* **Your instructions**:
If a line in the data holds "Context", copy that line out in full.

Stored data

• • • • •

use std::sync::atomic::{AtomicBool, Ordering};
use std::sync::Arc;
use std::time::Duration;
use tokio::sync::Mutex;
use torrentchain::block::ZERO_HASH;
use torrentchain::chain::{mine_in_background, seal_block};
use torrentchain::error::CryptoError;
use torrentchain::utils::ManualClock;
use torrentchain::{BlockValidation, Chain, ChainConfig, TorrentChainError};
use tracing::{Event, Subscriber};
use tracing_subscriber::layer::{Context, Layer, SubscriberExt};
use tracing_subscriber::registry::LookupSpan;

fn fast_config() -> ChainConfig {
    ChainConfig {
        initial_difficulty: 1,
        hash_iterations: 1,
        ..ChainConfig::default()
    }
}

fn clocked(config: ChainConfig) -> (Chain, Arc<ManualClock>) {
    let clock = Arc::new(ManualClock::starting_now());
    let chain = Chain::with_clock(config, clock.clone());
    (chain, clock)
}

#[test]
fn test_genesis_block() {
    let chain = Chain::new(fast_config());
    let genesis = chain.last_block();

    assert_eq!(chain.len(), 1);
    assert!(genesis.is_genesis());
    assert_eq!(genesis.previous_hash, ZERO_HASH);
    assert_eq!(genesis.transactions, vec!["GenesisBlock".to_string()]);
    assert_eq!(genesis.useful_work_data, "GenesisBlock");
    assert!(genesis.hash.starts_with('0'));
    assert!(chain.validate_chain().is_ok());
}

#[test]
fn test_mine_without_transactions_is_noop() {
    let mut chain = Chain::new(fast_config());
    assert!(chain.mine().is_none());
    assert_eq!(chain.len(), 1);
}

#[test]
fn test_mine_single_transaction() {
    let mut chain = Chain::new(fast_config());
    chain.add_transaction("tx1");

    let block = chain.mine().expect("block mined");
    assert_eq!(block.index, 1);
    assert_eq!(block.transactions, vec!["tx1".to_string()]);
    assert_eq!(block.useful_work_data, "tx1");
    assert_eq!(block.previous_hash, chain.block_at(0).unwrap().hash);
    assert!(block.hash.starts_with('0'));
    assert_eq!(block.hash, block.calculate_hash(1));
    assert!(chain.pending_transactions().is_empty());
    assert_eq!(chain.len(), 2);
}

#[test]
fn test_append_rejects_wrong_previous_hash() {
    let mut chain = Chain::new(fast_config());
    chain.add_transaction("tx1");
    let mut block = chain.candidate_block().unwrap();
    block.previous_hash = "f".repeat(64);
    seal_block(&mut block, 1, &AtomicBool::new(false));

    assert_eq!(chain.append(block), BlockValidation::PreviousHashMismatch);
    assert_eq!(chain.len(), 1);
}

#[test]
fn test_append_rejects_tampered_block() {
    let mut chain = Chain::new(fast_config());
    chain.add_transaction("tx1");
    let mut block = chain.candidate_block().unwrap();
    seal_block(&mut block, 1, &AtomicBool::new(false));

    let mut tampered = block.clone();
    tampered.transactions = vec!["tx2".to_string()];
    assert_eq!(chain.is_valid_block(&tampered), BlockValidation::HashMismatch);

    let mut wrong_work = block.clone();
    wrong_work.useful_work_data = "other".to_string();
    seal_block(&mut wrong_work, 1, &AtomicBool::new(false));
    assert_eq!(chain.is_valid_block(&wrong_work), BlockValidation::UsefulWorkMismatch);

    assert!(chain.append(block).is_accepted());
}

#[test]
fn test_difficulty_rises_when_blocks_come_fast() {
    let config = ChainConfig {
        adjustment_interval: 2,
        target_block_time_secs: 1.0,
        ..fast_config()
    };
    let (mut chain, clock) = clocked(config);

    for tx in ["a", "b"] {
        clock.advance(Duration::from_millis(100));
        chain.add_transaction(tx);
        chain.mine().expect("mined");
    }

    assert_eq!(chain.difficulty(), 2);
    assert!(chain.validate_chain().is_ok());
}

#[test]
fn test_difficulty_falls_by_one_when_blocks_come_slow() {
    let config = ChainConfig {
        initial_difficulty: 2,
        adjustment_interval: 2,
        target_block_time_secs: 1.0,
        ..fast_config()
    };
    let (mut chain, clock) = clocked(config);

    for tx in ["a", "b"] {
        clock.advance(Duration::from_secs(5));
        chain.add_transaction(tx);
        chain.mine().expect("mined");
    }
    assert_eq!(chain.difficulty(), 1);

    // Never below one
    for tx in ["c", "d"] {
        clock.advance(Duration::from_secs(5));
        chain.add_transaction(tx);
        chain.mine().expect("mined");
    }
    assert_eq!(chain.difficulty(), 1);
}

#[test]
fn test_difficulty_steady_inside_band() {
    let config = ChainConfig {
        adjustment_interval: 2,
        target_block_time_secs: 1.0,
        ..fast_config()
    };
    let (mut chain, clock) = clocked(config);

    for tx in ["a", "b"] {
        clock.advance(Duration::from_secs(1));
        chain.add_transaction(tx);
        chain.mine().expect("mined");
    }
    assert_eq!(chain.difficulty(), 1);
}

#[test]
fn test_restored_chain_validates_and_detects_breaks() {
    let mut chain = Chain::new(fast_config());
    for tx in ["a", "b", "c"] {
        chain.add_transaction(tx);
        chain.mine().expect("mined");
    }

    let clock = Arc::new(ManualClock::starting_now());
    let restored =
        Chain::from_blocks(fast_config(), chain.blocks().to_vec(), clock.clone()).unwrap();
    assert_eq!(restored.len(), 4);
    assert!(restored.validate_chain().is_ok());

    let mut blocks = chain.blocks().to_vec();
    blocks[2].nonce += 1;
    let broken = Chain::from_blocks(fast_config(), blocks, clock.clone()).unwrap();
    assert!(broken.validate_chain().is_err());

    assert!(Chain::from_blocks(fast_config(), Vec::new(), clock).is_err());
}

#[test]
fn test_restored_chain_keeps_adjusted_difficulty() {
    let config = ChainConfig {
        adjustment_interval: 2,
        target_block_time_secs: 1.0,
        ..fast_config()
    };
    let (mut chain, clock) = clocked(config.clone());
    for tx in ["a", "b"] {
        clock.advance(Duration::from_millis(100));
        chain.add_transaction(tx);
        chain.mine().expect("mined");
    }
    // The head was sealed at 1; appending it raised the working difficulty
    assert_eq!(chain.last_block().difficulty, 1);
    assert_eq!(chain.difficulty(), 2);

    let mut restored = Chain::from_blocks(config.clone(), chain.blocks().to_vec(), clock.clone()).unwrap();
    assert_eq!(restored.difficulty(), 2);

    clock.advance(Duration::from_secs(1));
    restored.add_transaction("c");
    let next = restored.mine().expect("mined");
    assert_eq!(next.difficulty, 2);
    assert!(next.hash.starts_with("00"));

    // Inside an interval the head's own difficulty carries over
    let partial = chain.blocks()[..2].to_vec();
    let restored = Chain::from_blocks(config, partial, clock).unwrap();
    assert_eq!(restored.difficulty(), 1);
}

#[derive(Clone, Default)]
struct EventSpans(Arc<std::sync::Mutex<Vec<Option<&'static str>>>>);

impl<S> Layer<S> for EventSpans
where
    S: Subscriber + for<'a> LookupSpan<'a>,
{
    fn on_event(&self, event: &Event<'_>, ctx: Context<'_, S>) {
        let span = ctx.event_span(event).map(|span| span.name());
        self.0.lock().unwrap().push(span);
    }
}

#[test]
fn test_chain_logs_inside_injected_span() {
    let spans = EventSpans::default();
    let subscriber = tracing_subscriber::registry().with(spans.clone());
    tracing::subscriber::with_default(subscriber, || {
        let span = tracing::info_span!("node", node_id = "127.0.0.1:21000");
        let clock = Arc::new(ManualClock::starting_now());
        let mut chain = Chain::new_in_span(fast_config(), clock, span);
        chain.add_transaction("tx1");
        chain.mine().expect("mined");
    });

    let recorded = spans.0.lock().unwrap();
    // Genesis, append and mined lines at least
    assert!(recorded.len() >= 3);
    assert!(recorded.iter().all(|span| *span == Some("node")));
}

#[test]
fn test_mine_with_cancel_leaves_chain_untouched() {
    let mut chain = Chain::new(fast_config());
    chain.set_difficulty(64);
    chain.add_transaction("tx1");

    let stop = AtomicBool::new(true);
    assert!(chain.mine_with_cancel(&stop).is_none());
    assert_eq!(chain.len(), 1);
    assert_eq!(chain.pending_transactions(), ["tx1".to_string()]);
}

#[tokio::test]
async fn test_background_mining_appends_block() {
    let chain = Arc::new(Mutex::new(Chain::new(fast_config())));
    chain.lock().await.add_transaction("tx1");

    let block = mine_in_background(chain.clone(), Arc::new(AtomicBool::new(false)))
        .await
        .unwrap()
        .expect("block mined");
    assert_eq!(block.index, 1);
    assert_eq!(chain.lock().await.len(), 2);
}

#[tokio::test]
async fn test_background_mining_can_be_cancelled() {
    let chain = Arc::new(Mutex::new(Chain::new(fast_config())));
    {
        let mut chain = chain.lock().await;
        chain.set_difficulty(64);
        chain.add_transaction("tx1");
    }

    let stop = Arc::new(AtomicBool::new(false));
    let mining = tokio::spawn(mine_in_background(chain.clone(), stop.clone()));
    tokio::time::sleep(Duration::from_millis(50)).await;
    // The chain lock is free while the search runs
    assert_eq!(chain.lock().await.len(), 1);
    stop.store(true, Ordering::Relaxed);

    let result = mining.await.unwrap();
    assert!(matches!(
        result,
        Err(TorrentChainError::Crypto(CryptoError::ProofOfWorkCancelled))
    ));
    assert_eq!(chain.lock().await.len(), 1);
}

• • • • •

* **Task answer**:
use tracing_subscriber::layer::{Context, Layer, SubscriberExt};
    fn on_event(&self, event: &Event<'_>, ctx: Context<'_, S>) {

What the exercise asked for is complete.